Barnhart v. Henson
This text of 7 Pa. D. & C.3d 678 (Barnhart v. Henson) is published on Counsel Stack Legal Research, covering Pennsylvania Court of Common Pleas, Franklin County primary law. Counsel Stack provides free access to over 12 million legal documents including statutes, case law, regulations, and constitutions.
Opinion
Donald E. was Hotel Greencastle. An encounter lasting for a period of time culminated in the proprietor, Joseph H. Henson, Jr., shooting Barnhart with a pistol. While Barnhart was being held down by Henson and his father and Henson was pointing the pistol at Barnhart, the Green-castle police were notified of the disturbance but did not respond.
[679]*679Barnhart has filed this action against Henson who has in turn joined the Borough of Greencastle (borough) and four of its policemen as additional defendants. Discovery is completed and the borough has moved for summary judgment and this motion is before the court.
The borough’s motion is based on three propositions: (1) that the police department is under the control of the mayor, an independent elected official, (2) that there is no general duty of a borough to provide adequate police protection and (3) that the borough is immune from liability because the policemen are conditionally immune from liability.
The borough attempts to separate itself from the mayor. Council conceives itself to be the borough, while the mayor is not. Under this theory, the borough could not be held legally accountable for the actions of the police department.

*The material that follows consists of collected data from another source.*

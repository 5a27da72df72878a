//! Per-stop goroutine state.
//!
//! Everything read from a stopped process is only valid until it resumes.
//! [`StopContext`] owns every cache derived from target memory (the page
//! cache, the goroutine of each thread, goroutines found by id, the full
//! goroutine list) so that a single [`StopContext::invalidate`] drops all of
//! them together.

use std::collections::HashMap;
use std::sync::{Arc, Mutex, PoisonError, RwLock};

use tracing::{debug, info};

use super::{parse_g, Goroutine, GoroutineStatus};
use crate::error::{Result, VardigError};
use crate::memory::{read_uint_raw, CachedMemory, SharedMemory};
use crate::program::{DebugInfo, GAddress, ThreadContext};
use crate::typeinfo::Type;
use crate::types::{Address, ThreadId};
use crate::value::Value;

/// Page size of [`StopContext::find_goroutine`]'s scan of all goroutines.
const FIND_PAGE: usize = 10;

/// Function whose threads have an unreliable goroutine pointer.
const CLONE_FN: &str = "runtime.clone";

#[derive(Default)]
struct Caches
{
    thread_g: HashMap<ThreadId, Goroutine>,
    partial: HashMap<i64, Goroutine>,
    all: Option<Vec<Result<Goroutine>>>,
    /// Addresses of `runtime.allglen` and of the word holding the `allgs` base.
    allg_addrs: Option<(Address, Address)>,
}

/// State of one process stop.
pub struct StopContext
{
    info: Arc<dyn DebugInfo>,
    cache: Arc<CachedMemory>,
    memory: SharedMemory,
    threads: RwLock<Vec<Arc<dyn ThreadContext>>>,
    caches: Mutex<Caches>,
}

impl StopContext
{
    /// Create the context for a stop. Process memory is read through a page
    /// cache owned by the context.
    pub fn new(info: Arc<dyn DebugInfo>, process_memory: SharedMemory, threads: Vec<Arc<dyn ThreadContext>>) -> Self
    {
        let cache = Arc::new(CachedMemory::new(process_memory));
        let memory: SharedMemory = cache.clone();
        Self {
            info,
            cache,
            memory,
            threads: RwLock::new(threads),
            caches: Mutex::new(Caches::default()),
        }
    }

    /// Debug metadata of the process.
    pub fn debug_info(&self) -> &Arc<dyn DebugInfo>
    {
        &self.info
    }

    /// Cached process memory.
    pub fn memory(&self) -> SharedMemory
    {
        self.memory.clone()
    }

    /// Threads of the stop.
    pub fn threads(&self) -> Vec<Arc<dyn ThreadContext>>
    {
        self.threads.read().unwrap_or_else(PoisonError::into_inner).clone()
    }

    /// Drop everything read during this stop. Call on resume.
    pub fn invalidate(&self)
    {
        let mut caches = self.caches.lock().unwrap_or_else(PoisonError::into_inner);
        *caches = Caches {
            allg_addrs: caches.allg_addrs,
            ..Caches::default()
        };
        self.cache.clear();
        debug!("stop context invalidated");
    }

    /// Invalidate and replace the thread list (threads come and go while running).
    pub fn resume_with_threads(&self, threads: Vec<Arc<dyn ThreadContext>>)
    {
        self.invalidate();
        *self.threads.write().unwrap_or_else(PoisonError::into_inner) = threads;
    }

    fn lock(&self) -> std::sync::MutexGuard<'_, Caches>
    {
        self.caches.lock().unwrap_or_else(PoisonError::into_inner)
    }

    /// Value for the goroutine record at `addr`; `deref` if `addr` holds a
    /// pointer to the record.
    fn g_variable(&self, addr: Address, deref: bool, mem: SharedMemory) -> Result<Value>
    {
        let g_type = self.info.find_type("runtime.g")?;
        let ty = if deref {
            Type::pointer_to(&g_type, self.info.ptr_size())
        } else {
            g_type
        };
        Ok(Value::new("", addr, &ty, self.info.clone(), mem))
    }

    /// Goroutine running on `thread`. `Ok(None)` if the thread's goroutine
    /// pointer cannot be trusted (the thread is being created).
    pub fn get_g(&self, thread: &Arc<dyn ThreadContext>) -> Result<Option<Goroutine>>
    {
        let tid = thread.thread_id();
        if let Some(g) = self.lock().thread_g.get(&tid) {
            return Ok(Some(g.clone()));
        }
        if let Ok(loc) = thread.location() {
            if loc.function_name() == Some(CLONE_FN) {
                return Ok(None);
            }
        }

        let mem = thread.memory();
        let var = match thread.g_address()? {
            GAddress::Direct(addr) => self.g_variable(addr, false, mem)?,
            GAddress::Slot(addr) => self.g_variable(addr, true, mem)?,
        };
        let mut g = parse_g(&var, Some(tid))?;

        if g.id == 0 {
            // g0: the goroutine actually running is m.curg.
            let curg = g.variable.struct_member("m")?.struct_member("curg")?;
            g = parse_g(&curg, Some(tid)).map_err(|err| match err {
                VardigError::NoGoroutine(_) => VardigError::NoGoroutine(tid),
                other => other,
            })?;
            g.system_stack = true;
        }

        g.thread = Some(thread.clone());
        if let Ok(loc) = thread.location() {
            g.current_loc = loc;
        }
        self.lock().thread_g.insert(tid, g.clone());
        Ok(Some(g))
    }

    /// Addresses of `runtime.allglen` and of the word holding the base of
    /// the goroutine array.
    fn allg_addrs(&self) -> Result<(Address, Address)>
    {
        if let Some(addrs) = self.lock().allg_addrs {
            return Ok(addrs);
        }
        let len_addr = self
            .info
            .global_address("runtime.allglen")
            .ok_or_else(|| VardigError::TypeNotFound("runtime.allglen".into()))?;
        // allgs is a slice; its first word is the array base.
        let base_addr = self
            .info
            .global_address("runtime.allgs")
            .or_else(|| self.info.global_address("runtime.allg"))
            .ok_or_else(|| VardigError::TypeNotFound("runtime.allgs".into()))?;
        self.lock().allg_addrs = Some((len_addr, base_addr));
        Ok((len_addr, base_addr))
    }

    /// Goroutines `start..`, at most `count` of them (0: all). Returns one
    /// entry per record (an error for records that could not be parsed,
    /// dead goroutines omitted) and the index to resume from, `None` when
    /// the list is exhausted.
    pub fn goroutines_info(&self, start: usize, count: usize) -> Result<(Vec<Result<Goroutine>>, Option<usize>)>
    {
        if let Some(all) = &self.lock().all {
            if start == 0 && (count == 0 || count >= all.len()) {
                return Ok((all.clone(), None));
            }
        }

        let mut thread_g: HashMap<i64, Goroutine> = HashMap::new();
        for thread in self.threads() {
            if let Ok(Some(g)) = self.get_g(&thread) {
                thread_g.insert(g.id, g);
            }
        }

        let ptr_size = self.info.ptr_size();
        let (len_addr, base_addr) = self.allg_addrs()?;
        let allglen = read_uint_raw(self.memory.as_ref(), len_addr, ptr_size)? as usize;
        let allgptr = read_uint_raw(self.memory.as_ref(), base_addr, ptr_size)?;

        let mut out = Vec::new();
        for i in start..allglen {
            if count != 0 && out.len() >= count {
                return Ok((out, Some(i)));
            }
            let slot = Address::new(allgptr.wrapping_add(i as u64 * ptr_size as u64));
            let parsed = self
                .g_variable(slot, true, self.memory.clone())
                .and_then(|var| parse_g(&var, None));
            let mut g = match parsed {
                Ok(g) => g,
                Err(err) => {
                    debug!(index = i, %err, "unreadable goroutine");
                    out.push(Err(err));
                    continue;
                }
            };
            if let Some(running) = thread_g.get(&g.id) {
                if let Some(thread) = &running.thread {
                    match thread.location() {
                        Ok(loc) => g.current_loc = loc,
                        Err(err) => debug!(id = g.id, %err, "thread location unavailable"),
                    }
                    g.thread = Some(thread.clone());
                }
                g.system_stack = running.system_stack;
            }
            if g.status() != GoroutineStatus::Dead {
                out.push(Ok(g.clone()));
            }
            self.lock().partial.insert(g.id, g);
        }

        if start == 0 {
            info!(count = out.len(), "goroutine list cached");
            self.lock().all = Some(out.clone());
        }
        Ok((out, None))
    }

    /// Find goroutine `gid`. `-1` (and `0` when nothing is selected) means
    /// the selected goroutine.
    pub fn find_goroutine(&self, gid: i64, selected: Option<&Goroutine>) -> Result<Option<Goroutine>>
    {
        let selected_id = selected.map(|g| g.id);
        if gid == -1 || selected_id == Some(gid) || (selected.is_none() && gid == 0) {
            return Ok(selected.cloned());
        }
        if gid == 0 {
            return Err(VardigError::UnknownGoroutine(gid));
        }

        if let Some(g) = self.lock().partial.get(&gid) {
            return Ok(Some(g.clone()));
        }

        for thread in self.threads() {
            if let Ok(Some(g)) = self.get_g(&thread) {
                if g.id == gid {
                    return Ok(Some(g));
                }
            }
        }

        let mut next = Some(0);
        while let Some(start) = next {
            let (page, resume) = self.goroutines_info(start, FIND_PAGE)?;
            for g in page.into_iter().flatten() {
                if g.id == gid {
                    return Ok(Some(g));
                }
            }
            next = resume;
        }
        Err(VardigError::UnknownGoroutine(gid))
    }
}
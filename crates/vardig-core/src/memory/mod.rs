//! # Memory access
//!
//! The raw-memory channel is an external collaborator: a live process, a core
//! file, or a synthetic overlay of registers and stack. This module defines the
//! accessor trait the value layer consumes, the fixed-width little-endian
//! codecs every loader is built on, and the in-crate accessor wrappers:
//!
//! - [`CachedMemory`]: read-through page cache, invalidated on resume
//! - [`cache_memory`]: one-shot prefetch window over a struct or array
//! - [`CompositeMemory`]: value assembled from register and memory pieces
//!
//! ## Dereferencing view
//!
//! A value stored in registers has a fake address, but pointers read out of it
//! point into real memory. [`dereference_memory`] returns the accessor children
//! of such values must use.

pub mod cache;
pub mod composite;
pub mod prefetch;

use std::sync::Arc;

pub use cache::CachedMemory;
pub use composite::{CompositeMemory, Piece, PieceKind, FAKE_ADDRESS_UNRESOLVED};
pub use prefetch::cache_memory;

use crate::error::{Result, VardigError};
use crate::types::Address;

/// Byte-range access to target memory.
///
/// Implementations must be shareable across requests; the value layer itself
/// only ever calls them from the requesting thread.
pub trait MemoryReadWriter: Send + Sync
{
    /// Fill `buf` with the bytes at `addr`, returning how many were read.
    fn read_memory(&self, buf: &mut [u8], addr: Address) -> Result<usize>;

    /// Write `data` at `addr`, returning how many bytes were written.
    fn write_memory(&self, addr: Address, data: &[u8]) -> Result<usize>;

    /// The accessor pointers read out of this memory refer to, if it differs
    /// from `self` (register overlays return the process memory).
    fn real_memory(&self) -> Option<SharedMemory>
    {
        None
    }

    /// `false` for accessors that must never be wrapped in a prefetch window.
    fn cacheable(&self) -> bool
    {
        true
    }

    /// `true` if reads of `[addr, addr + size)` are already served from a local snapshot.
    fn holds_range(&self, _addr: Address, _size: usize) -> bool
    {
        false
    }
}

/// Shared handle to a memory accessor.
pub type SharedMemory = Arc<dyn MemoryReadWriter>;

/// The accessor to use for values reached by following a pointer stored in `mem`.
pub fn dereference_memory(mem: &SharedMemory) -> SharedMemory
{
    mem.real_memory().unwrap_or_else(|| mem.clone())
}

/// Read exactly `buf.len()` bytes.
pub fn read_exact(mem: &dyn MemoryReadWriter, buf: &mut [u8], addr: Address) -> Result<()>
{
    let got = mem.read_memory(buf, addr)?;
    if got < buf.len() {
        return Err(VardigError::ShortRead {
            addr,
            wanted: buf.len(),
            got,
        });
    }
    Ok(())
}

/// Write exactly `data.len()` bytes.
pub fn write_exact(mem: &dyn MemoryReadWriter, addr: Address, data: &[u8]) -> Result<()>
{
    let written = mem.write_memory(addr, data)?;
    if written < data.len() {
        return Err(VardigError::MemoryWrite {
            addr,
            len: data.len(),
            details: format!("only {written} bytes written"),
        });
    }
    Ok(())
}

fn check_width(size: i64) -> Result<usize>
{
    match size {
        1 | 2 | 4 | 8 => Ok(size as usize),
        _ => Err(VardigError::InvalidArgument(format!("unsupported integer width {size}"))),
    }
}

/// Read a little-endian unsigned integer of `size` bytes (1, 2, 4 or 8).
pub fn read_uint_raw(mem: &dyn MemoryReadWriter, addr: Address, size: i64) -> Result<u64>
{
    let width = check_width(size)?;
    let mut buf = [0u8; 8];
    read_exact(mem, &mut buf[..width], addr)?;
    Ok(decode_uint(&buf[..width]))
}

/// Read a little-endian signed integer of `size` bytes, sign-extended.
pub fn read_int_raw(mem: &dyn MemoryReadWriter, addr: Address, size: i64) -> Result<i64>
{
    let width = check_width(size)?;
    let mut buf = [0u8; 8];
    read_exact(mem, &mut buf[..width], addr)?;
    Ok(decode_int(&buf[..width]))
}

/// Read a 4- or 8-byte IEEE float, widened to `f64`.
pub fn read_float_raw(mem: &dyn MemoryReadWriter, addr: Address, size: i64) -> Result<f64>
{
    match size {
        4 => {
            let mut buf = [0u8; 4];
            read_exact(mem, &mut buf, addr)?;
            Ok(f64::from(f32::from_le_bytes(buf)))
        }
        8 => {
            let mut buf = [0u8; 8];
            read_exact(mem, &mut buf, addr)?;
            Ok(f64::from_le_bytes(buf))
        }
        _ => Err(VardigError::InvalidArgument(format!("could not read float of size {size}"))),
    }
}

/// Decode up to 8 little-endian bytes as an unsigned integer.
pub fn decode_uint(bytes: &[u8]) -> u64
{
    let mut buf = [0u8; 8];
    let n = bytes.len().min(8);
    buf[..n].copy_from_slice(&bytes[..n]);
    u64::from_le_bytes(buf)
}

/// Decode 1, 2, 4 or 8 little-endian bytes as a sign-extended integer.
pub fn decode_int(bytes: &[u8]) -> i64
{
    match bytes.len() {
        1 => i64::from(bytes[0] as i8),
        2 => i64::from(i16::from_le_bytes([bytes[0], bytes[1]])),
        4 => i64::from(i32::from_le_bytes([bytes[0], bytes[1], bytes[2], bytes[3]])),
        _ => decode_uint(bytes) as i64,
    }
}

/// Encode the low `size` bytes of `value` little-endian.
pub fn encode_uint(value: u64, size: i64) -> Result<Vec<u8>>
{
    let width = check_width(size)?;
    Ok(value.to_le_bytes()[..width].to_vec())
}

/// Encode a float as 4 or 8 little-endian bytes.
pub fn encode_float(value: f64, size: i64) -> Result<Vec<u8>>
{
    match size {
        4 => Ok((value as f32).to_le_bytes().to_vec()),
        8 => Ok(value.to_le_bytes().to_vec()),
        _ => Err(VardigError::InvalidArgument(format!("could not write float of size {size}"))),
    }
}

But the borough is neither the council nor the mayor. The borough as we conceive it is the total governing authority, consisting of the mayor as executive, and the council as legislative, with some administrative functions. The two are closely intertwined. Section 1121 of The Borough Code of February 1,1966, P.L. (1965) 1656, 53 P.S. §46121, provides, concerning the police department:
“The borough council may designate one of said policemen as chief of police. The mayor of the borough shall have full charge and control of the chief of police and the police force, and he shall direct the time during which, the place where and the manner in which, the chief of police and the police force shall perform their duties, except that council shall fix and determine the total weekly hours of employment that shall apply to the policemen.”
[680]*680In Salopek v. Roberts, 417 Pa. 592, 209 A. 2d 295 (1965), the court held that The Borough Code empowered council to designate the duties of the police officers while the mayor has authority over the manner of performance. The relationship thus described does not preclude a finding of the master-servant relationship between the borough and the police in the performance of the police duties. On this ground, therefore, summary judgment must be denied.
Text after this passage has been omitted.